I know there are others.


----------



## marching_out (Jul 28, 2017)

Thanks for the list. I also found a few others while surfing the interweb. There is a beautiful Murray built Ranger on fleebay. I did some quick research on it but came up with next to nothing. Maybe you can shed some light on that one.

I'm sure there are others.
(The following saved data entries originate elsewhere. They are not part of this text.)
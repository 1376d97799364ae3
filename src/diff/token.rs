use crate::foundation::core::{Cell, GlyphMetrics, Position};
use similar::{Algorithm, DiffTag, capture_diff_slices};
use std::borrow::Cow;
use std::collections::HashMap;

/// Classification of a diff run or character.
#[derive(Clone, Copy, Debug, PartialEq, Eq, Hash, serde::Serialize, serde::Deserialize)]
#[serde(rename_all = "lowercase")]
pub enum EntityKind {
    /// Present on both sides.
    Kept,
    /// Only present in the destination.
    Added,
    /// Only present in the source.
    Removed,
}

impl EntityKind {
    /// Lowercase name used in entity ids.
    pub fn as_str(self) -> &'static str {
        match self {
            Self::Kept => "kept",
            Self::Added => "added",
            Self::Removed => "removed",
        }
    }

    fn has_from(self) -> bool {
        self != Self::Added
    }

    fn has_to(self) -> bool {
        self != Self::Removed
    }
}

/// A contiguous run of text with a single classification.
#[derive(Clone, Debug, PartialEq, Eq)]
pub struct ChangeGroup {
    /// Run classification.
    pub kind: EntityKind,
    /// Run text, whitespace and newlines preserved.
    pub text: String,
}

/// One rendered character across a transition.
///
/// `Kept` entities have both positions, `Removed` only `from`, `Added` only `to`.
#[derive(Clone, Debug, PartialEq, serde::Serialize)]
pub struct TokenEntity {
    /// Deterministic id, unique within one diff.
    pub id: String,
    /// The character.
    pub content: char,
    /// Position in the source layout.
    pub from: Option<Position>,
    /// Position in the destination layout.
    pub to: Option<Position>,
    /// Cell in the source text.
    pub from_cell: Option<Cell>,
    /// Cell in the destination text.
    pub to_cell: Option<Cell>,
    /// Classification.
    #[serde(rename = "type")]
    pub kind: EntityKind,
}

/// Entity counts of a [`TokenDiff`].
#[derive(Clone, Copy, Debug, Default, PartialEq, Eq)]
pub struct DiffStats {
    /// Kept characters.
    pub kept: usize,
    /// Added characters.
    pub added: usize,
    /// Removed characters.
    pub removed: usize,
}

/// Flat entity list for one slide pair.
#[derive(Clone, Debug, PartialEq, serde::Serialize)]
pub struct TokenDiff {
    /// Entities in diff order.
    pub entities: Vec<TokenEntity>,
    /// Metrics used to derive positions.
    #[serde(skip)]
    pub metrics: GlyphMetrics,
}

impl TokenDiff {
    /// Count entities by kind.
    pub fn stats(&self) -> DiffStats {
        let mut s = DiffStats::default();
        for e in &self.entities {
            match e.kind {
                EntityKind::Kept => s.kept += 1,
                EntityKind::Added => s.added += 1,
                EntityKind::Removed => s.removed += 1,
            }
        }
        s
    }

    /// Rebuild the source text from kept and removed entities.
    ///
    /// Line breaks are not entities and `\r` is dropped, so for CRLF input this is the code with
    /// every `\r\n` removed.
    pub fn source_text(&self) -> String {
        side_text(self.entities.iter().filter_map(|e| e.from_cell.map(|c| (c, e.content))))
    }

    /// Rebuild the destination text from kept and added entities, with the same line-break
    /// rules as [`TokenDiff::source_text`].
    pub fn destination_text(&self) -> String {
        side_text(self.entities.iter().filter_map(|e| e.to_cell.map(|c| (c, e.content))))
    }
}

fn side_text(cells: impl Iterator<Item = (Cell, char)>) -> String {
    let mut cells: Vec<(Cell, char)> = cells.collect();
    cells.sort_by_key(|(c, _)| *c);
    cells.into_iter().map(|(_, ch)| ch).collect()
}

/// Split code into word, whitespace and punctuation tokens.
///
/// Word runs are alphanumerics and `_`; whitespace runs are kept whole; brackets and quotes are
/// single tokens; other punctuation is grouped into runs (`=>`, `::`).
pub fn tokenize(code: &str) -> Vec<&str> {
    #[derive(Clone, Copy, PartialEq, Eq)]
    enum Class {
        Word,
        Space,
        Punct,
        Single,
    }

    fn class_of(c: char) -> Class {
        if c.is_alphanumeric() || c == '_' {
            Class::Word
        } else if c.is_whitespace() {
            Class::Space
        } else if matches!(c, '(' | ')' | '[' | ']' | '{' | '}' | '\'' | '"' | '`') {
            Class::Single
        } else {
            Class::Punct
        }
    }

    let mut tokens = Vec::new();
    let mut start = 0usize;
    let mut prev: Option<Class> = None;
    for (i, c) in code.char_indices() {
        let class = class_of(c);
        if let Some(p) = prev
            && (p != class || class == Class::Single)
        {
            tokens.push(&code[start..i]);
            start = i;
        }
        prev = Some(class);
    }
    if start < code.len() {
        tokens.push(&code[start..]);
    }
    tokens
}

/// Word diff of two code strings, whitespace preserved.
///
/// Replacements are reported as a removed group followed by an added group, and adjacent
/// groups of the same kind are coalesced.
pub fn diff_code(from_code: &str, to_code: &str) -> Vec<ChangeGroup> {
    let old = tokenize(from_code);
    let new = tokenize(to_code);
    let ops = capture_diff_slices(Algorithm::Myers, &old, &new);

    let mut groups: Vec<ChangeGroup> = Vec::new();
    let mut push = |kind: EntityKind, parts: &[&str]| {
        if parts.is_empty() {
            return;
        }
        let text = parts.concat();
        match groups.last_mut() {
            Some(last) if last.kind == kind => last.text.push_str(&text),
            _ => groups.push(ChangeGroup { kind, text }),
        }
    };

    for op in &ops {
        let (tag, old_range, new_range) = op.as_tag_tuple();
        match tag {
            DiffTag::Equal => push(EntityKind::Kept, &old[old_range]),
            DiffTag::Delete => push(EntityKind::Removed, &old[old_range]),
            DiffTag::Insert => push(EntityKind::Added, &new[new_range]),
            DiffTag::Replace => {
                push(EntityKind::Removed, &old[old_range]);
                push(EntityKind::Added, &new[new_range]);
            }
        }
    }
    groups
}

fn normalize_newlines(code: &str) -> Cow<'_, str> {
    if code.contains("\r\n") {
        Cow::Owned(code.replace("\r\n", "\n"))
    } else {
        Cow::Borrowed(code)
    }
}

#[derive(Clone, Copy, Default)]
struct Cursor {
    line: u32,
    column: u32,
}

impl Cursor {
    fn cell(self) -> Cell {
        Cell::new(self.line, self.column)
    }

    fn newline(&mut self) {
        self.line += 1;
        self.column = 0;
    }
}

/// Diff two code strings and expand the result into positioned character entities.
///
/// Ids are `"{kind}-{line}-{column}"` keyed on the source cell for kept/removed characters and
/// the destination cell for added ones; repeats within one call get a `~n` suffix. The result
/// is a pure function of the inputs. `\r\n` is normalized to `\n` before diffing, so CRLF and
/// LF copies of the same code diff as equal; any other carriage return is dropped.
#[tracing::instrument(level = "debug", skip_all, fields(from_len = from_code.len(), to_len = to_code.len()))]
pub fn diff_tokens(from_code: &str, to_code: &str, metrics: GlyphMetrics) -> TokenDiff {
    let groups = diff_code(&normalize_newlines(from_code), &normalize_newlines(to_code));

    let mut from_cur = Cursor::default();
    let mut to_cur = Cursor::default();
    let mut seen: HashMap<String, u32> = HashMap::new();
    let mut entities = Vec::with_capacity(from_code.len().max(to_code.len()));

    for group in &groups {
        let kind = group.kind;
        for (i, fragment) in group.text.split('\n').enumerate() {
            if i > 0 {
                if kind.has_from() {
                    from_cur.newline();
                }
                if kind.has_to() {
                    to_cur.newline();
                }
            }

            for ch in fragment.chars().filter(|&c| c != '\r') {
                let from_cell = kind.has_from().then(|| from_cur.cell());
                let to_cell = kind.has_to().then(|| to_cur.cell());

                let key_cell = match kind {
                    EntityKind::Added => to_cur.cell(),
                    EntityKind::Kept | EntityKind::Removed => from_cur.cell(),
                };
                let base = format!("{}-{}-{}", kind.as_str(), key_cell.line, key_cell.column);
                let n = seen.entry(base.clone()).or_insert(0);
                let id = if *n == 0 { base } else { format!("{base}~{n}") };
                *n += 1;

                entities.push(TokenEntity {
                    id,
                    content: ch,
                    from: from_cell.map(|c| c.position(metrics)),
                    to: to_cell.map(|c| c.position(metrics)),
                    from_cell,
                    to_cell,
                    kind,
                });

                if kind.has_from() {
                    from_cur.column += 1;
                }
                if kind.has_to() {
                    to_cur.column += 1;
                }
            }
        }
    }

    tracing::debug!(entities = entities.len(), groups = groups.len(), "token diff");
    TokenDiff { entities, metrics }
}

#[cfg(test)]
#[path = "../../tests/unit/diff/token.rs"]
mod tests;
Thanks for your help and if anyone else wants to add to the list feel free.


----------



## Adamtinkerer (Jul 29, 2017)

Early 60's Firestones were Snyder built, I have a chrome ladies'. Hiawatha was probably AMF, I have a chrome men's frame also.


----------



## partsguy (Jul 31, 2017)

Adamtinkerer said:


> Early 60's Firestones were Snyder built, I have a chrome ladies'. Hiawatha was probably AMF, I have a chrome men's frame also.




That's it! I did see one huffman-built model though. It was a girls bike at Copake a few years back.

@jd56 which other Murray models can we add to this list?


----------



## jd56 (Aug 1, 2017)

"Ahhhh...it's all about the tanklights".
That was my passion when I first acquired the bike collecting madness disease.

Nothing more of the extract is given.